At some point Hardass takes a stabNo pun intended, although you’d have to see the film to get this aside. It’s not worth it. at explaining to Aggrieved Son why he was such a lame father and husband. It comes out something like this: “I could never be what you needed, or what she needed. Down here, I can make sense of the world. Up there ... CDs and cars and mortgages ... I was lost. This is my church.” So add, what, abandonment and/or divorce to euthanasia and suicide on the movie’s Culture of Death Rationalization Checklist. And really bad dialogue.

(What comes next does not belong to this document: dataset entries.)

//! Intent tags and typed parameter shapes.

use serde::{Deserialize, Deserializer, Serialize};
use serde_json::{Map, Value};

/// The classified purpose of a command. A closed tag set; anything the
/// classifier cannot place lands on `Unknown`.
#[derive(Debug, Clone, Copy, PartialEq, Eq, Default, Serialize)]
#[serde(rename_all = "snake_case")]
pub enum Intent {
    Search,
    CreateAlbum,
    Edit,
    Filter,
    Sort,
    #[default]
    Unknown,
}

impl Intent {
    pub fn from_tag(tag: &str) -> Self {
        match tag {
            "search" => Intent::Search,
            "create_album" => Intent::CreateAlbum,
            "edit" => Intent::Edit,
            "filter" => Intent::Filter,
            "sort" => Intent::Sort,
            _ => Intent::Unknown,
        }
    }

    pub fn as_str(&self) -> &'static str {
        match self {
            Intent::Search => "search",
            Intent::CreateAlbum => "create_album",
            Intent::Edit => "edit",
            Intent::Filter => "filter",
            Intent::Sort => "sort",
            Intent::Unknown => "unknown",
        }
    }
}

// Unrecognized tags deserialize to Unknown rather than erroring; the model
// is not trusted to stay inside the enumerated set.
impl<'de> Deserialize<'de> for Intent {
    fn deserialize<D>(deserializer: D) -> Result<Self, D::Error>
    where
        D: Deserializer<'de>,
    {
        let tag = String::deserialize(deserializer)?;
        Ok(Intent::from_tag(&tag))
    }
}

/// Classifier output: an intent tag plus the raw parameter map exactly as
/// the model produced it. The map is persisted verbatim; handlers parse
/// their own typed view from it.
#[derive(Debug, Clone, Deserialize)]
pub struct Classification {
    pub intent: Intent,
    #[serde(default)]
    pub parameters: Map<String, Value>,
}

impl Classification {
    pub fn unknown() -> Self {
        Self {
            intent: Intent::Unknown,
            parameters: Map::new(),
        }
    }
}

/// Parameters the search handler understands. Unknown extra fields are kept
/// for forward compatibility but otherwise ignored.
#[derive(Debug, Clone, Default, Deserialize)]
#[serde(default, rename_all = "camelCase")]
#[allow(dead_code)]
pub struct SearchParameters {
    pub query: Option<String>,
    pub time: Option<String>,
    pub location: Option<String>,
    pub person: Option<String>,
    pub object: Option<String>,
    pub scene: Option<String>,
    #[serde(flatten)]
    pub extra: Map<String, Value>,
}

impl SearchParameters {
    pub fn from_map(parameters: &Map<String, Value>) -> Self {
        serde_json::from_value(Value::Object(parameters.clone())).unwrap_or_default()
    }
}

/// Parameters the create-album handler understands.
#[derive(Debug, Clone, Default, Deserialize)]
#[serde(default, rename_all = "camelCase")]
#[allow(dead_code)]
pub struct CreateAlbumParameters {
    pub album_name: Option<String>,
    pub description: Option<String>,
    pub query: Option<String>,
    pub tags: Vec<String>,
    #[serde(flatten)]
    pub extra: Map<String, Value>,
}

impl CreateAlbumParameters {
    pub fn from_map(parameters: &Map<String, Value>) -> Self {
        serde_json::from_value(Value::Object(parameters.clone())).unwrap_or_default()
    }
}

This might sound like a line from a movie review on The Onion, but: I would have thought “executive produced by James Cameron” meant something. For all that might be said, and truly said, about Cameron’s limitations as a filmmaker, and the morally problematic milieux of most of his films, the man is focused like a laser beam on entertaining his target audience, which is a big chunk of everybody. Sanctum brutalizes the audience and gives almost nothing in return. I am so not surprised to read in Roger Ebert’s review, “Here is a movie that can only harm the reputations of Cameron and 3-D itself.”

I went to see Sanctum in part because I love caves, and the film does deliver some pretty scenery. Occasionally the 3D is even an asset. If, over my objections, you decide to see Sanctum, ask yourself while you are watching a young woman caught by her hair until her scalp starts to peel away from her skull if it’s worth it.